Some users ofInstagram took advantage of the social network to exchange child pornography images. Quickly alerted by its users, the network reacted by limiting certain hashtags.
Child pornography is a scourge that plagues the internet. Obviously illegal, the exchange of such images is punishable by law, but that does not prevent its authors from finding new means of communicating with each other in public places. To do this, they use certain coded languages, which sometimes end up coming out into the open.
This is what happened on Instagram, the social network dedicated to Facebook photos. Although this one is not particularly designed for private communications or file exchanges, some have managed to hijack it by using seemingly innocuous hashtags. The main hashtags, #dropboxlinks and #tradedropbox, used on quite banal photos, allowed pedophiles to get in touch with each other and thus to privately exchange illegal content via file sharing platforms like DropBox.

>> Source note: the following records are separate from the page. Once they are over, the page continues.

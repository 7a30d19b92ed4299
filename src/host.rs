use std::path::Path;

/// Integration points with the surrounding application shell.
///
/// Every call is fire-and-forget: implementations swallow their own
/// failures.
pub trait HostShell: Send + Sync {
    /// An invocation finished; draw the user's attention
    fn notify_activity(&self);
    /// Show `path` as the document the window represents
    fn set_represented_file(&self, path: &Path);
    /// Add `path` to the host's recent documents
    fn add_recent_document(&self, path: &Path);
}

/// Host shell that does nothing
#[derive(Debug, Default, Clone, Copy)]
pub struct NoopHostShell;

impl HostShell for NoopHostShell {
    fn notify_activity(&self) {}
    fn set_represented_file(&self, _path: &Path) {}
    fn add_recent_document(&self, _path: &Path) {}
}

/// Host shell for headless runs; records each call in the log
#[derive(Debug, Default, Clone, Copy)]
pub struct TracingHostShell;

impl HostShell for TracingHostShell {
    fn notify_activity(&self) {
        tracing::debug!("Host activity notification");
    }

    fn set_represented_file(&self, path: &Path) {
        tracing::debug!("Window now represents {}", path.display());
    }

    fn add_recent_document(&self, path: &Path) {
        tracing::debug!("Recent document {}", path.display());
    }
}
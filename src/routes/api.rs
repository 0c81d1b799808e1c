//! `/api` routes for roles, users, products and login.

use crate::handlers::{
    create_product, create_role, create_user, delete_product, delete_role, delete_user, list_products,
    list_roles, list_users, login, route_not_found,
};
use crate::state::AppState;
use axum::{
    routing::{delete, get, post},
    Router,
};

/// Unsupported methods on a known path answer like unknown paths.
pub fn api_routes(state: AppState) -> Router {
    Router::new()
        .route(
            "/api/roles",
            get(list_roles).post(create_role).fallback(route_not_found),
        )
        .route("/api/roles/:id", delete(delete_role).fallback(route_not_found))
        .route(
            "/api/users",
            get(list_users).post(create_user).fallback(route_not_found),
        )
        .route("/api/users/:id", delete(delete_user).fallback(route_not_found))
        .route(
            "/api/productos",
            get(list_products).post(create_product).fallback(route_not_found),
        )
        .route(
            "/api/productos/:id",
            delete(delete_product).fallback(route_not_found),
        )
        .route("/api/login", post(login).fallback(route_not_found))
        .with_state(state)
}
pub mod api;
pub mod docs;
pub mod status;

pub use api::api_routes;
pub use docs::{docs_routes, DOCS_PATH};
pub use status::status_routes;

use crate::handlers::{route_not_found, welcome};
use crate::state::AppState;
use axum::{routing::get, Router};
use tower_http::{cors::CorsLayer, limit::RequestBodyLimitLayer, trace::TraceLayer};

/// Request bodies above this size are refused before reaching a handler.
pub const BODY_LIMIT_BYTES: usize = 1024 * 1024;

/// The whole service: API, docs, status endpoints, welcome text, 404 fallback and middleware.
pub fn app(state: AppState) -> Router {
    Router::new()
        .route("/", get(welcome).fallback(route_not_found))
        .merge(api_routes(state.clone()))
        .merge(status_routes(state))
        .merge(docs_routes())
        .fallback(route_not_found)
        .layer(RequestBodyLimitLayer::new(BODY_LIMIT_BYTES))
        .layer(CorsLayer::permissive())
        .layer(TraceLayer::new_for_http())
}
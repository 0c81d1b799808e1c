use serde::{Deserialize, Serialize};
use serde_json::Value;
use sqlx::FromRow;
use utoipa::ToSchema;

/// A row of `productos`. DECIMAL columns are read as their exact text (e.g. `"19.90"`).
#[derive(Serialize, Deserialize, FromRow, ToSchema, Clone, Debug, PartialEq)]
pub struct Product {
    pub id: i32,
    pub name: String,
    pub categoria: Option<String>,
    pub precio_compra: Option<String>,
    pub precio_venta: Option<String>,
    /// Porcentaje de IVA
    pub iva: Option<String>,
    pub imagen_url: Option<String>,
}

/// Fields are only checked for presence; the database coerces them to the column types.
#[derive(Deserialize, ToSchema, Clone, Debug, Default)]
#[schema(example = json!({
    "name": "Teclado",
    "categoria": "Periféricos",
    "precio_compra": 10.5,
    "precio_venta": 15.0,
    "iva": 19,
    "imagen_url": "https://example.com/teclado.png"
}))]
pub struct CreateProduct {
    #[serde(default)]
    #[schema(value_type = Option<String>)]
    pub name: Option<Value>,
    #[serde(default)]
    #[schema(value_type = Option<String>)]
    pub categoria: Option<Value>,
    #[serde(default)]
    #[schema(value_type = Option<f64>)]
    pub precio_compra: Option<Value>,
    #[serde(default)]
    #[schema(value_type = Option<f64>)]
    pub precio_venta: Option<Value>,
    #[serde(default)]
    #[schema(value_type = Option<f64>)]
    pub iva: Option<Value>,
    #[serde(default)]
    #[schema(value_type = Option<String>)]
    pub imagen_url: Option<Value>,
}

/// The submitted product echoed back with its generated id.
#[derive(Serialize, Deserialize, ToSchema, Clone, Debug, PartialEq)]
pub struct CreatedProduct {
    pub id: i32,
    #[schema(value_type = String)]
    pub name: Value,
    #[serde(skip_serializing_if = "Option::is_none")]
    #[schema(value_type = Option<String>)]
    pub categoria: Option<Value>,
    #[schema(value_type = f64)]
    pub precio_compra: Value,
    #[schema(value_type = f64)]
    pub precio_venta: Value,
    #[schema(value_type = f64)]
    pub iva: Value,
    #[serde(skip_serializing_if = "Option::is_none")]
    #[schema(value_type = Option<String>)]
    pub imagen_url: Option<Value>,
}
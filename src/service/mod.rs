//! Per-resource SQL and presence validation.

pub mod auth;
pub mod products;
pub mod roles;
pub mod users;
pub mod validation;

pub use auth::AuthService;
pub use products::ProductService;
pub use roles::RoleService;
pub use users::UserService;

/// Result of a delete-by-id.
#[derive(Clone, Debug, PartialEq)]
pub enum DeleteOutcome<T> {
    /// The row existed and was removed; carries the row as it was read before deleting.
    Deleted(T),
    NotFound,
    /// Still referenced by this many users.
    InUse(i64),
    /// The row was found but the delete affected nothing (removed concurrently).
    NothingDeleted,
}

These hashtags could sometimes be accompanied by unfortunately much more explicit variations like #gay13years, or comments like “I have links” or “I exchange boys for girls”, reports TNW, screenshots in support.
Instagram has stemmed the problem in its own way by making the hashtags in question inaccessible. A message now reads "Posts for #dropboxlinks have been restricted because the community flagged content that may violate the Instagram Community Guidelines." Instagram's rules recall that the use of the social network is done in compliance with the laws, and that "zero tolerance is applied to the sharing of sexual content involving minors".
Instagram also said it was "developing technology that proactively finds content related to child pornography and child exploitation as soon as it is uploaded so it can respond quickly."
Despite this hashtag limitation, several people who reported the affected accounts received a response from Instagram stating that the users in question are not violating the platform's terms of service — since the content is not hosted directly on the platform. — and the accounts were therefore not deleted according to The Atlantic.
The community to the rescue
Contacted by TNW, Dropbox obviously condemned this use of its service and promises to work with Instagram to ensure that this type of content is removed from its hosting service as soon as possible.
As for the misappropriation of the use of the social network, it is the Instagram community itself which has tried to drown out the practice by massively publishing memes on the hashtags in question in order to make contact with pedophiles more difficult. .
This shows in particular the difficulty for platforms to stem this kind of behavior from users who always find a way to circumvent blockages and come back with new methods.